Thomas E. Hutchinson, invented eye device for disabled, dies t 77
Thomas E. Hutchinson, a University of Virginia engineering professor who created scratch-and-sniff technology by accident and later invented a device to help disabled people communicate by sending commands to a computer through the movement of their eyes, died Sept. 2 at a hospice in Charleston, S.C. He was 77.
He had a stroke in 2009, his ex-wife, Colleen Hutchinson said, and had complications from dementia and heart ailments.
In 1952, while playing in a high school football game in his native South Carolina, Hutchinson suffered a severe concussion. He was unconscious for eight days and, when he awoke, was temporarily paralyzed.

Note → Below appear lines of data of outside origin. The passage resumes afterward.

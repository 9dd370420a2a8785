//! Budget block extractor
//!
//! A budget block lists the model's water (or mass) budget for one timestep:
//! an inflow section, an outflow section flagged by an `OUT:` marker, and a
//! closing `PERCENT DISCREPANCY` entry. Every data line carries a label and
//! two numeric fields (cumulative volume and flux rate) and is recognizable
//! by containing exactly two '=' characters.
//!
//! Extraction is tolerant at block granularity: a malformed or truncated
//! block yields no values (the assembler writes a NaN row) and never aborts
//! processing of the surrounding file.

use super::fields::classify_value_or_nan;
use super::layout::BudgetLayout;
use super::reader::ListingReader;
use crate::Result;
use crate::app::models::BlockLocation;
use crate::constants::{BUDGET_LINE_EQUALS, BUDGET_SENTINEL_LABEL, OUT_SECTION_MARKER};
use std::fmt;
use tracing::warn;

/// Which side of the budget the current section belongs to
#[derive(Debug, Clone, Copy, PartialEq, Eq)]
pub enum FlowSide {
    In,
    Out,
}

impl fmt::Display for FlowSide {
    fn fmt(&self, f: &mut fmt::Formatter<'_>) -> fmt::Result {
        match self {
            Self::In => write!(f, "IN"),
            Self::Out => write!(f, "OUT"),
        }
    }
}

/// One parsed budget entry: key plus its flux and cumulative values
#[derive(Debug, Clone, PartialEq)]
pub struct BudgetEntryValue {
    pub key: String,
    pub flux: f64,
    pub cumulative: f64,
}

/// Build the table key for a budget label on the given side
///
/// Hyphen-compound inflow labels lose their spaces and take no side suffix
/// (`STORAGE - UNSATURATED` becomes `STORAGE-UNSATURATED`); the percent
/// discrepancy entry is untagged, appearing once per block; every
/// other label is underscore-joined and suffixed with its side.
pub fn budget_key(label: &str, side: FlowSide) -> String {
    if side == FlowSide::In && label.contains(" - ") {
        label.replace(' ', "")
    } else if label
        .to_ascii_uppercase()
        .contains(BUDGET_SENTINEL_LABEL)
    {
        label.replace(' ', "_")
    } else {
        format!("{}_{}", label.replace(' ', "_"), side)
    }
}

fn is_budget_data_line(line: &str) -> bool {
    line.matches('=').count() == BUDGET_LINE_EQUALS
}

fn budget_label(line: &str) -> &str {
    line.trim().split('=').next().unwrap_or("").trim()
}

/// Extract one budget block starting at the indexed location
///
/// Seeks to the block offset, scans forward to the first budget data line,
/// then collects labeled value pairs until the percent-discrepancy sentinel.
/// Returns `None` (degrade to all-missing) when the stream ends before the
/// sentinel or a value field is malformed; entries are returned in the order
/// they appear in the block.
pub fn extract_budget(
    reader: &mut ListingReader,
    layout: &BudgetLayout,
    location: &BlockLocation,
) -> Result<Option<Vec<BudgetEntryValue>>> {
    reader.seek(location.offset)?;

    // Scan to the start of the in/out budget information.
    let mut line = loop {
        match reader.read_line()? {
            Some(line) if is_budget_data_line(&line) => break line,
            Some(_) => continue,
            None => {
                warn!(
                    "end of file while seeking budget information for ts,sp {},{}",
                    location.time_step, location.stress_period
                );
                return Ok(None);
            }
        }
    };

    let mut side = FlowSide::In;
    let mut entries = Vec::new();

    loop {
        if is_budget_data_line(&line) {
            let label = budget_label(&line).to_string();

            let cumulative = match classify_value_or_nan(&line, layout.cumulative) {
                Ok(value) => value,
                Err(err) => {
                    warn!(
                        "error casting cumulative value for {} in ts,sp {},{}: {}",
                        label, location.time_step, location.stress_period, err
                    );
                    return Ok(None);
                }
            };
            let flux = match classify_value_or_nan(&line, layout.flux) {
                Ok(value) => value,
                Err(err) => {
                    warn!(
                        "error casting flux value for {} in ts,sp {},{}: {}",
                        label, location.time_step, location.stress_period, err
                    );
                    return Ok(None);
                }
            };

            entries.push(BudgetEntryValue {
                key: budget_key(&label, side),
                flux,
                cumulative,
            });

            // The percent discrepancy entry closes every block.
            if label.eq_ignore_ascii_case(BUDGET_SENTINEL_LABEL) {
                break;
            }
        } else if line.to_ascii_uppercase().contains(OUT_SECTION_MARKER) {
            side = FlowSide::Out;
        }

        line = match reader.read_line()? {
            Some(next) => next,
            None => {
                warn!(
                    "end of file while reading budget information for ts,sp {},{}",
                    location.time_step, location.stress_period
                );
                return Ok(None);
            }
        };
    }

    Ok(Some(entries))
}
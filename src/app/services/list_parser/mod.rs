//! Listing-file parser for MODFLOW-family simulation reports
//!
//! This module provides the two-pass engine that turns a loosely-structured
//! listing file into strictly-ordered budget and timing tables: a forward
//! indexing pass records the byte offset of every report block, then fixed
//! column extractors re-read each block from its offset.
//!
//! ## Architecture
//!
//! The parser is organized into logical components:
//! - [`layout`] - Per-variant key phrases and column windows, as data
//! - [`reader`] - Seekable, position-tracking, lenient line reader
//! - [`fields`] - Fixed-column field classification
//! - [`index`] - Block locator (the forward indexing pass)
//! - [`budget`] - Budget block extractor (in/out flux and cumulative pairs)
//! - [`time`] - Time-summary block extractor
//! - [`assembler`] - Series assembly into ordered tables
//!
//! ## Usage
//!
//! ```no_run
//! use mflist_processor::app::services::list_parser::{ListingFile, ListingVariant};
//!
//! # fn example() -> mflist_processor::Result<()> {
//! let listing = ListingFile::new("freyberg.lst", ListingVariant::Modflow)?;
//! let loaded = listing.load(None)?;
//!
//! println!(
//!     "parsed {} blocks with {} budget entries",
//!     loaded.len(),
//!     loaded.entries().len()
//! );
//! # Ok(())
//! # }
//! ```

pub mod assembler;
pub mod budget;
pub mod fields;
pub mod index;
pub mod layout;
pub mod reader;
pub mod time;

#[cfg(test)]
pub mod tests;

// Re-export main types for easy access
pub use assembler::{ListingFile, SeriesAssembler};
pub use budget::{BudgetEntryValue, FlowSide};
pub use layout::{BudgetLayout, ColumnWindow, ListingVariant, TimeLayout};
pub use reader::ListingReader;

"It was the essence of terror," he told the Charlotte Observer in 1999. He soon recovered from his injuries, but he determined that, if given the chance, he would do whatever he could to devise a method by which people who were paralyzed or disabled could communicate.
Thirty years later, soon after he joined the School of Engineering and Applied Science at the University of Virginia, Hutchinson visited a center for disabled children. He was dismayed to find them virtually helpless.
"Except for their wheelchairs," he told People magazine in 1987, "I saw nothing we had done for them. I thought, 'Technology has failed them.' " At about the same time, Hutchinson watched a nature show on television about elephants. He noticed that their eyes reflected light when they were filmed at night with infrared cameras.
He realized that the light in an elephant's eye could offer a lifeline to the disabled children and others who were immobilized and unable to speak.
Hutchinson, who had medical degree and a doctorate in physics, brought together physiology, optics, computer science and biomedical engineering and, by 1984, had invented and patented what he called eye-gaze technology.
Thomas Eugene Hutchinson was born Aug. 1, 1936, in York, S.C., and grew up on a dairy farm. He was married to Colleen Ray in 1958. They divorced in 2007 but continued to live together in Mount Pleasant, S.C.
Other survivors include their two children, Rachel Hutchinson of Mount Pleasant and T. Eugene Hutchinson Jr. of Seattle.